Im Herbst 2025 wird in einer großen Bucht in der Westantarktis neues Meereis entstehen, während altes Meereis die sommerliche Schmelzsaison auf der Südhalbkugel überlebt. Wenn der Herbst über die Antarktis hereinbricht, kehrt das Meereis saisonal zurück.Die NASA hat atemberaubende Bilder des neuen Eiswachstums im Amundsenmeer aufgenommen.

Wissenschaftler sind besorgt über das Fortbestehen von „Fetteis“ in der Nähe des Pine-Island-Gletschers und des Thwaites-Gletschers, die beide dafür bekannt sind, zum Anstieg des Meeresspiegels beizutragen. Die ungewöhnliche Langlebigkeit des Eises der Region deutet auf tiefere, wenig verstandene Prozesse im Ozean hin, wie etwa unterirdische Hitze und Eisstaus, die die südlichsten Gewässer der Erde formen. Dieses Eis wird erst von hier aus wachsen und eine Schlüsselrolle bei der Pufferung von Gletschern und der Unterstützung mariner Ökosysteme spielen.

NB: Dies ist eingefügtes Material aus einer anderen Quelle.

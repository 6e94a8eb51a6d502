//! Filterable list model
//!
//! [`FilterableList`] owns two lists: the authoritative base list and the
//! visible list derived from it by the last-applied filter. The host surface
//! (a list view, a picker, a table) reads only the visible list and is told
//! about changes through the [`SearchHost`] trait.
//!
//! Filtering itself is delegated to a predicate supplied by the owning
//! application at construction time. The predicate receives a copy of the
//! base list and the query, and returns the filtered list (`None` meaning
//! empty).
//!
//! # Stale results
//!
//! Hosts that run the predicate off-thread use [`FilterableList::begin_filter`]
//! to stamp each request with a generation and [`FilterableList::publish`] to
//! apply the outcome. A result published for a superseded generation is
//! discarded, so a slow filter can never overwrite a newer one.

use crate::search::SearchHost;
use crate::text::render_template;
use chrono::{DateTime, Utc};
use serde::{Deserialize, Serialize};

/// Predicate applied to a copy of the base list.
///
/// Returning `None` is equivalent to returning an empty list.
pub type FilterFn<T> = Box<dyn Fn(Vec<T>, &str) -> Option<Vec<T>> + Send + Sync>;

/// A generation-stamped filter request, issued by
/// [`FilterableList::begin_filter`] and consumed by
/// [`FilterableList::publish`].
#[derive(Debug, Clone)]
pub struct FilterRequest {
    query: String,
    generation: u64,
}

impl FilterRequest {
    /// The query this request was issued for.
    pub fn query(&self) -> &str {
        &self.query
    }
}

/// Snapshot of the authoritative list, suitable for handing to the host's
/// persistence layer before a suspend.
///
/// The visible list is deliberately dropped: restoring rebuilds it as a full
/// copy of the base, discarding any filter that was active at capture time.
#[derive(Debug, Clone, Serialize, Deserialize)]
pub struct ListSnapshot<T> {
    items: Vec<T>,
    captured_at: DateTime<Utc>,
}

impl<T> ListSnapshot<T> {
    /// The captured base items.
    pub fn items(&self) -> &[T] {
        &self.items
    }

    /// When the snapshot was taken (UTC).
    pub fn captured_at(&self) -> DateTime<Utc> {
        self.captured_at
    }
}

/// A base list plus the filtered view of it that a display surface renders.
pub struct FilterableList<T> {
    base: Vec<T>,
    visible: Vec<T>,
    filter_fn: FilterFn<T>,
    issued: u64,
    published: u64,
}

impl<T: Clone> FilterableList<T> {
    /// Creates a list with the given items and filter predicate.
    ///
    /// An empty `items` vector is valid: the list degrades to an empty,
    /// functional state rather than failing construction.
    pub fn new<F>(items: Vec<T>, filter_fn: F) -> Self
    where
        F: Fn(Vec<T>, &str) -> Option<Vec<T>> + Send + Sync + 'static,
    {
        let visible = items.clone();
        Self {
            base: items,
            visible,
            filter_fn: Box::new(filter_fn),
            issued: 0,
            published: 0,
        }
    }

    /// Number of visible items.
    pub fn len(&self) -> usize {
        self.visible.len()
    }

    /// Whether the visible list is empty.
    pub fn is_empty(&self) -> bool {
        self.visible.is_empty()
    }

    /// The visible item at `index`, or `None` when out of range.
    pub fn get(&self, index: usize) -> Option<&T> {
        self.visible.get(index)
    }

    /// The visible (filtered) list.
    pub fn visible(&self) -> &[T] {
        &self.visible
    }

    /// The authoritative base list.
    pub fn items(&self) -> &[T] {
        &self.base
    }

    /// Replaces the base list wholesale and resets the visible list to a
    /// full copy. Outstanding filter requests are invalidated.
    pub fn set_items(&mut self, items: Vec<T>, host: &mut dyn SearchHost) {
        self.base = items;
        self.visible = self.base.clone();
        self.invalidate_requests();
        host.data_invalidated();
    }

    /// Empties both lists. Outstanding filter requests are invalidated.
    pub fn clear(&mut self, host: &mut dyn SearchHost) {
        self.base.clear();
        self.visible.clear();
        self.invalidate_requests();
        host.data_invalidated();
    }

    /// Runs the filter synchronously: issues a request, evaluates the
    /// predicate, and publishes the result.
    ///
    /// An empty query short-circuits to a full copy of the base list without
    /// consulting the predicate; the empty-result policy still applies, so an
    /// empty base list updates the host's empty-state label.
    pub fn filter(&mut self, query: &str, host: &mut dyn SearchHost) {
        let request = self.begin_filter(query);
        let result = self.run_predicate(&request);
        self.publish(request, result, host);
    }

    /// Issues a generation-stamped request for hosts that evaluate the
    /// predicate off-thread. Pair with [`Self::publish`].
    pub fn begin_filter(&mut self, query: &str) -> FilterRequest {
        self.issued += 1;
        FilterRequest {
            query: query.to_string(),
            generation: self.issued,
        }
    }

    /// Evaluates the stored predicate for `request` against a copy of the
    /// current base list.
    pub fn run_predicate(&self, request: &FilterRequest) -> Option<Vec<T>> {
        if request.query.is_empty() {
            Some(self.base.clone())
        } else {
            (self.filter_fn)(self.base.clone(), &request.query)
        }
    }

    /// Publishes a filter outcome, applying the empty-result policy and
    /// notifying the host. Returns `false` if the request was superseded and
    /// the result discarded.
    pub fn publish(
        &mut self,
        request: FilterRequest,
        result: Option<Vec<T>>,
        host: &mut dyn SearchHost,
    ) -> bool {
        if request.generation <= self.published {
            tracing::debug!(
                generation = request.generation,
                published = self.published,
                query = %request.query,
                "discarding stale filter result"
            );
            return false;
        }
        self.published = request.generation;

        let mut values = result.unwrap_or_default();
        if values.is_empty() {
            if host.show_all_on_empty() {
                values = self.base.clone();
            } else if request.query.is_empty() {
                let label = host.empty_list_text().to_string();
                host.set_empty_label(label);
            } else {
                let label = render_template(host.no_results_template(), &request.query);
                host.set_empty_label(label);
            }
        }

        self.visible = values;
        host.data_changed();
        true
    }

    /// Captures the authoritative list for persistence, dropping the visible
    /// list. The `Serialize` bound is the capability check: item types that
    /// cannot be persisted are rejected at compile time.
    pub fn capture_state(&self) -> ListSnapshot<T>
    where
        T: Serialize,
    {
        ListSnapshot {
            items: self.base.clone(),
            captured_at: Utc::now(),
        }
    }

    /// Restores a captured list. The visible list is rebuilt as a full copy
    /// of the base; any filter active at capture time is gone.
    pub fn restore_state(&mut self, snapshot: ListSnapshot<T>, host: &mut dyn SearchHost) {
        self.base = snapshot.items;
        self.visible = self.base.clone();
        self.invalidate_requests();
        host.data_changed();
    }

    // Marks every outstanding request as superseded.
    fn invalidate_requests(&mut self) {
        self.issued += 1;
        self.published = self.issued;
    }
}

Ende März 2025 läutete der Herbst die südliche Hemisphäre ein und kühle Luft- und Wassertemperaturen brachten erhebliche Veränderungen in der Antarktis. Eine der bedeutendsten Veränderungen ist die Regeneration des Meereises rund um die Antarktis. Der Terra-Satellit der NASA nutzte sein MODIS-Instrument (Moderate Resolution Imaging Spectroradiometer), um atemberaubende Ansichten der neuen Eisbildung im Amundsenmeer in der Westantarktis einzufangen.

Bei diesem frischen Meereis handelt es sich wahrscheinlich um eine Art dünnes, weiches Eis, das als „Fetteis“ bekannt ist und auf Satellitenbildern grau erscheint. Die meisten von ihnen entstanden in der Nähe der Fronten des Pine-Island-Gletschers und des Thwaites-Gletschers – zwei riesige Gletscher, die für ihren großen und beschleunigten Beitrag zum globalen Meeresspiegelanstieg bekannt sind. Allerdings schwimmt Meereis im Gegensatz zu Gletschereis bereits bei seiner Entstehung und trägt nicht zum Anstieg des Meeresspiegels bei.

Fetteis ist das Frühstadium der Meereisbildung und besteht aus einer dünnen, klebrigen Schicht kleiner Eiskristalle auf der Meeresoberfläche. Es hat ein graues, öliges Aussehen und entsteht, wenn sich Eisschollen (winzige nadelartige Kristalle) ansammeln und zu Klumpen verdichten, bevor sich in ruhigen, kalten Klimazonen feste Eisplatten bilden.

Das neue Eis entsteht nur wenige Wochen, nachdem das antarktische Meereis sein jährliches Minimum erreicht hat, und stellt damit die zweitkleinste Ausdehnung in Satellitenaufzeichnungen dar. Trotz der weit verbreiteten Sommerschmelze auf weiten Teilen des antarktischen Kontinents ist das Eis in der Amundsen Bay ungewöhnlich hartnäckig. Ein Teil dieses länger anhaltenden Eises wurde als mehrjähriges Eis bezeichnet, und man kann immer noch rissige weiße Flecken sehen, die von der Küste wegdriften.

Während Wissenschaftler noch nicht sicher sind, warum das Meereis in der Region in diesem Jahr so ​​stark geblieben ist, könnten mehrere Faktoren eine Rolle gespielt haben. Beispielsweise beeinflussen warme Strömungen, die von unterhalb der Gletscherzunge in die Bucht strömen, die Schmelzmenge jedes Jahr in unterschiedlichem Maße. Darüber hinaus könnten Resteis vom letzten Winter die Bucht verstopfen und verhindern, dass Winde und Strömungen das Eis wegblasen.

Im krassen Gegensatz zum alten und neuen Meereis erscheinen mehrere Bereiche des offenen Wassers fast schwarz, darunter auch der Bereich direkt vor dem Pine Island Glacier. Diese Gebiete sind wahrscheinlich eisfrei, da das Wasser, das unter der Eiszunge des Gletschers aufsteigt, relativ warm ist und Offshore-Winde das dort wachsende Eis wegblasen können.

Das Meereis hat sich in den Tagen seit der Aufnahme dieses Fotos weiter ausgedehnt und wird sich in den dunklen, kalten Wintermonaten weiter verdichten und ausdehnen. Meereis spielt am Rande der Antarktis eine wichtige Rolle, indem es einerseits Lebensraum für Tiere bietet und andererseits die Wellenerosion der schwimmenden Fronten angrenzender Gletscher und Eisschelfs verhindert.